### Problem statement
Every line below containing the word "South" should be found and copied.

Source records:
//! Record source
//!
//! Enumerates the input files of a directory and streams their rows as
//! [`Record`]s. Files are opened one at a time and read row by row; nothing
//! is buffered beyond the current row.

use crate::error::{IngestError, Result};
use crate::record::Record;
use csv::StringRecord;
use std::fs::File;
use std::path::{Path, PathBuf};
use tracing::{debug, info};
use walkdir::WalkDir;

/// List the files directly inside `dir` whose extension matches `extension`
/// (case-insensitive, without the dot), sorted by file name.
pub fn list_files(dir: &Path, extension: &str) -> Result<Vec<PathBuf>> {
    if !dir.is_dir() {
        return Err(IngestError::source_read(
            dir.display().to_string(),
            "not a directory",
        ));
    }

    let mut files = Vec::new();
    for entry in WalkDir::new(dir)
        .min_depth(1)
        .max_depth(1)
        .sort_by_file_name()
    {
        let entry = entry.map_err(|e| IngestError::source_read(dir.display().to_string(), e))?;
        let matches = entry
            .path()
            .extension()
            .and_then(|ext| ext.to_str())
            .is_some_and(|ext| ext.eq_ignore_ascii_case(extension));

        // `Path::is_file` follows symlinks; dangling links are skipped.
        if matches && entry.path().is_file() {
            files.push(entry.into_path());
        }
    }

    info!(dir = %dir.display(), count = files.len(), "Found input files");
    Ok(files)
}

/// Lazily yields `(file, record)` pairs for a list of files
pub struct RecordSource {
    files: std::vec::IntoIter<PathBuf>,
    current: Option<OpenFile>,
    failed: bool,
}

struct OpenFile {
    path: PathBuf,
    headers: StringRecord,
    rows: csv::StringRecordsIntoIter<File>,
}

impl RecordSource {
    /// Scan `dir` for files with `extension`
    pub fn open(dir: &Path, extension: &str) -> Result<Self> {
        Ok(Self::from_files(list_files(dir, extension)?))
    }

    pub fn from_files(files: Vec<PathBuf>) -> Self {
        Self {
            files: files.into_iter(),
            current: None,
            failed: false,
        }
    }

    fn open_file(path: PathBuf) -> Result<OpenFile> {
        debug!(file = %path.display(), "Opening input file");

        let display = path.display().to_string();
        let mut reader = csv::ReaderBuilder::new()
            .has_headers(true)
            .flexible(true)
            .from_path(&path)
            .map_err(|e| IngestError::source_read(&display, e))?;

        let headers = reader
            .headers()
            .map_err(|e| IngestError::source_read(&display, e))?
            .clone();

        Ok(OpenFile {
            path,
            headers,
            rows: reader.into_records(),
        })
    }

    /// Build a record from a row, padding short rows with empty values.
    fn to_record(file: &OpenFile, row: &StringRecord) -> Result<Record> {
        if row.len() > file.headers.len() {
            let line = row.position().map(|p| p.line()).unwrap_or_default();
            return Err(IngestError::source_read(
                file.path.display().to_string(),
                format!(
                    "line {} has {} fields but the header has {}",
                    line,
                    row.len(),
                    file.headers.len()
                ),
            ));
        }

        Ok(file
            .headers
            .iter()
            .enumerate()
            .map(|(i, field)| (field, row.get(i).unwrap_or("")))
            .collect())
    }
}

impl Iterator for RecordSource {
    type Item = Result<(PathBuf, Record)>;

    fn next(&mut self) -> Option<Self::Item> {
        if self.failed {
            return None;
        }

        loop {
            if self.current.is_none() {
                let path = self.files.next()?;
                match Self::open_file(path) {
                    Ok(file) => self.current = Some(file),
                    Err(e) => {
                        self.failed = true;
                        return Some(Err(e));
                    },
                }
            }

            let file = self.current.as_mut()?;
            match file.rows.next() {
                Some(Ok(row)) => {
                    let result = Self::to_record(file, &row).map(|r| (file.path.clone(), r));
                    self.failed = result.is_err();
                    return Some(result);
                },
                Some(Err(e)) => {
                    self.failed = true;
                    return Some(Err(IngestError::source_read(
                        file.path.display().to_string(),
                        e,
                    )));
                },
                None => self.current = None,
            }
        }
    }
}

#[cfg(test)]
#[allow(clippy::unwrap_used, clippy::expect_used)]
mod tests {
    use super::*;
    use std::fs;
    use tempfile::TempDir;

    fn write(dir: &TempDir, name: &str, content: &str) {
        fs::write(dir.path().join(name), content).unwrap();
    }

    #[test]
    fn test_list_files_filters_extension() {
        let dir = TempDir::new().unwrap();
        write(&dir, "b.csv", "country\nFrance\n");
        write(&dir, "a.CSV", "country\nMali\n");
        write(&dir, "notes.txt", "ignore me");
        fs::create_dir(dir.path().join("nested.csv")).unwrap();

        let files = list_files(dir.path(), "csv").unwrap();
        let names: Vec<_> = files
            .iter()
            .map(|p| p.file_name().unwrap().to_string_lossy().to_string())
            .collect();
        assert_eq!(names, ["a.CSV", "b.csv"]);
    }

    #[cfg(unix)]
    #[test]
    fn test_list_files_includes_symlinked_files() {
        let elsewhere = TempDir::new().unwrap();
        fs::write(elsewhere.path().join("real.csv"), "country\nPeru\n").unwrap();

        let dir = TempDir::new().unwrap();
        write(&dir, "a.csv", "country\nMali\n");
        std::os::unix::fs::symlink(elsewhere.path().join("real.csv"), dir.path().join("b.csv"))
            .unwrap();
        std::os::unix::fs::symlink(dir.path().join("gone.csv"), dir.path().join("c.csv")).unwrap();

        let files = list_files(dir.path(), "csv").unwrap();
        assert_eq!(files, [dir.path().join("a.csv"), dir.path().join("b.csv")]);

        let countries: Vec<_> = RecordSource::from_files(files)
            .map(|item| item.unwrap().1.get("country").unwrap().to_string())
            .collect();
        assert_eq!(countries, ["Mali", "Peru"]);
    }

    #[test]
    fn test_missing_directory() {
        let err = list_files(Path::new("/definitely/not/here"), "csv").unwrap_err();
        assert!(matches!(err, IngestError::SourceRead { .. }));
    }

    #[test]
    fn test_rows_follow_header() {
        let dir = TempDir::new().unwrap();
        write(
            &dir,
            "countries.csv",
            "country,capital\nFrance,Paris\n\"Korea, South\",Seoul\nCôte d'Ivoire,Yamoussoukro\n",
        );

        let records: Vec<_> = RecordSource::open(dir.path(), "csv")
            .unwrap()
            .map(|r| r.unwrap().1)
            .collect();

        assert_eq!(records.len(), 3);
        assert_eq!(records[0].get("country"), Some("France"));
        assert_eq!(records[1].get("country"), Some("Korea, South"));
        assert_eq!(records[2].get("country"), Some("Côte d'Ivoire"));
        assert_eq!(records[2].fields().collect::<Vec<_>>(), ["country", "capital"]);
    }

    #[test]
    fn test_short_rows_are_padded() {
        let dir = TempDir::new().unwrap();
        write(&dir, "short.csv", "country,capital,population\nFrance,Paris\n");

        let (_, record) = RecordSource::open(dir.path(), "csv")
            .unwrap()
            .next()
            .unwrap()
            .unwrap();
        assert_eq!(record.len(), 3);
        assert_eq!(record.get("population"), Some(""));
    }

    #[test]
    fn test_long_row_is_an_error_and_stops_iteration() {
        let dir = TempDir::new().unwrap();
        write(&dir, "long.csv", "country\nFrance,extra\nMali\n");

        let mut source = RecordSource::open(dir.path(), "csv").unwrap();
        assert!(matches!(
            source.next(),
            Some(Err(IngestError::SourceRead { .. }))
        ));
        assert!(source.next().is_none());
    }

    #[test]
    fn test_files_are_chained() {
        let dir = TempDir::new().unwrap();
        write(&dir, "1.csv", "country\nFrance\nMali\n");
        write(&dir, "2.csv", "country\nPeru\n");
        write(&dir, "3.csv", "country\n");

        let pairs: Vec<_> = RecordSource::open(dir.path(), "csv")
            .unwrap()
            .map(|r| r.unwrap())
            .collect();

        assert_eq!(pairs.len(), 3);
        assert!(pairs[0].0.ends_with("1.csv"));
        assert!(pairs[2].0.ends_with("2.csv"));
        assert_eq!(pairs[2].1.get("country"), Some("Peru"));
    }
}
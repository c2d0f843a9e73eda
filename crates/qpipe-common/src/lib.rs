//! qpipe Common Library
#![deny(clippy::unwrap_used, clippy::expect_used)]
//!
//! Shared types, utilities, and error handling for the qpipe workspace.
//!
//! # Overview
//!
//! - **Error Handling**: `QpipeError` and the `Result` alias
//! - **Logging**: tracing subscriber setup shared by every binary
//! - **Naming**: deterministic artifact names derived from enrichment keys
//!
//! # Example
//!
//! ```no_run
//! use qpipe_common::naming::artifact_name;
//!
//! fn main() -> qpipe_common::Result<()> {
//!     let name = artifact_name("United States")?;
//!     assert_eq!(name, "united_states.json");
//!     Ok(())
//! }
//! ```

pub mod error;
pub mod logging;
pub mod naming;

// Re-export commonly used types
pub use error::{QpipeError, Result};
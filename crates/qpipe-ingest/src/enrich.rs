//! Enrichment client
//!
//! Looks a key up against the external phrase API and hands back the raw
//! response body. The body is never parsed; it is stored verbatim.

use crate::config::{EnrichmentConfig, DATE_FORMAT};
use crate::error::{IngestError, Result};
use async_trait::async_trait;
use reqwest::Client;
use std::time::Duration;
use tracing::{debug, instrument};

#[async_trait]
pub trait Enricher: Send + Sync {
    /// Fetch the enrichment document for `key`
    async fn lookup(&self, key: &str) -> Result<Vec<u8>>;
}

/// HTTP enrichment client
pub struct HttpEnricher {
    client: Client,
    url: String,
    api_key: String,
    per_page: u32,
    start_date: String,
    end_date: String,
}

impl HttpEnricher {
    pub fn new(config: &EnrichmentConfig) -> Result<Self> {
        let client = Client::builder()
            .timeout(Duration::from_secs(config.timeout_secs))
            .build()
            .map_err(|e| IngestError::config(format!("Failed to build HTTP client: {}", e)))?;

        Ok(Self {
            client,
            url: config.url.clone(),
            api_key: config.api_key.clone(),
            per_page: config.per_page,
            start_date: config.start_date.format(DATE_FORMAT).to_string(),
            end_date: config.end_date.format(DATE_FORMAT).to_string(),
        })
    }

    /// Query parameters sent with every lookup
    fn query(&self, key: &str) -> [(&'static str, String); 5] {
        [
            ("phrase", key.to_string()),
            ("per_page", self.per_page.to_string()),
            ("apikey", self.api_key.clone()),
            ("start_date", self.start_date.clone()),
            ("end_date", self.end_date.clone()),
        ]
    }
}

#[async_trait]
impl Enricher for HttpEnricher {
    #[instrument(skip(self))]
    async fn lookup(&self, key: &str) -> Result<Vec<u8>> {
        let unreachable = |e: reqwest::Error| IngestError::EnrichmentUnreachable {
            key: key.to_string(),
            message: e.to_string(),
        };

        let response = self
            .client
            .get(&self.url)
            .query(&self.query(key))
            .send()
            .await
            .map_err(unreachable)?;

        let status = response.status();
        if !status.is_success() {
            return Err(IngestError::EnrichmentRequestFailed {
                key: key.to_string(),
                status: status.as_u16(),
            });
        }

        let body = response.bytes().await.map_err(unreachable)?;
        debug!(bytes = body.len(), "Enrichment response received");

        Ok(body.to_vec())
    }
}

#[cfg(test)]
#[allow(clippy::unwrap_used, clippy::expect_used)]
mod tests {
    use super::*;
    use crate::config::PipelineConfig;
    use wiremock::matchers::{method, path, query_param};
    use wiremock::{Mock, MockServer, ResponseTemplate};

    fn config_for(server: &MockServer) -> EnrichmentConfig {
        let mut config = PipelineConfig::default().enrichment;
        config.url = format!("{}/api/1/phrases/legislator.json", server.uri());
        config.api_key = "secret".to_string();
        config.timeout_secs = 5;
        config
    }

    #[tokio::test]
    async fn test_lookup_sends_fixed_parameters() {
        let server = MockServer::start().await;

        Mock::given(method("GET"))
            .and(path("/api/1/phrases/legislator.json"))
            .and(query_param("phrase", "United States"))
            .and(query_param("per_page", "20"))
            .and(query_param("apikey", "secret"))
            .and(query_param("start_date", "2014-01-01"))
            .and(query_param("end_date", "2015-04-01"))
            .respond_with(ResponseTemplate::new(200).set_body_string(r#"{"results":[]}"#))
            .expect(1)
            .mount(&server)
            .await;

        let enricher = HttpEnricher::new(&config_for(&server)).unwrap();
        let body = enricher.lookup("United States").await.unwrap();
        assert_eq!(body, br#"{"results":[]}"#);
    }

    #[tokio::test]
    async fn test_non_success_status() {
        let server = MockServer::start().await;

        Mock::given(method("GET"))
            .respond_with(ResponseTemplate::new(403))
            .mount(&server)
            .await;

        let enricher = HttpEnricher::new(&config_for(&server)).unwrap();
        let err = enricher.lookup("Mali").await.unwrap_err();
        assert!(matches!(
            err,
            IngestError::EnrichmentRequestFailed { status: 403, ref key } if key == "Mali"
        ));
    }

    #[tokio::test]
    async fn test_unreachable_endpoint() {
        let mut config = PipelineConfig::default().enrichment;
        // Port 9 (discard) is not expected to accept HTTP connections.
        config.url = "http://127.0.0.1:9/lookup".to_string();
        config.timeout_secs = 2;

        let enricher = HttpEnricher::new(&config).unwrap();
        let err = enricher.lookup("Peru").await.unwrap_err();
        assert!(matches!(err, IngestError::EnrichmentUnreachable { .. }));
    }
}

### Reply
            "country,capital\nFrance,Paris\n\"Korea, South\",Seoul\nCôte d'Ivoire,Yamoussoukro\n",
        assert_eq!(records[1].get("country"), Some("Korea, South"));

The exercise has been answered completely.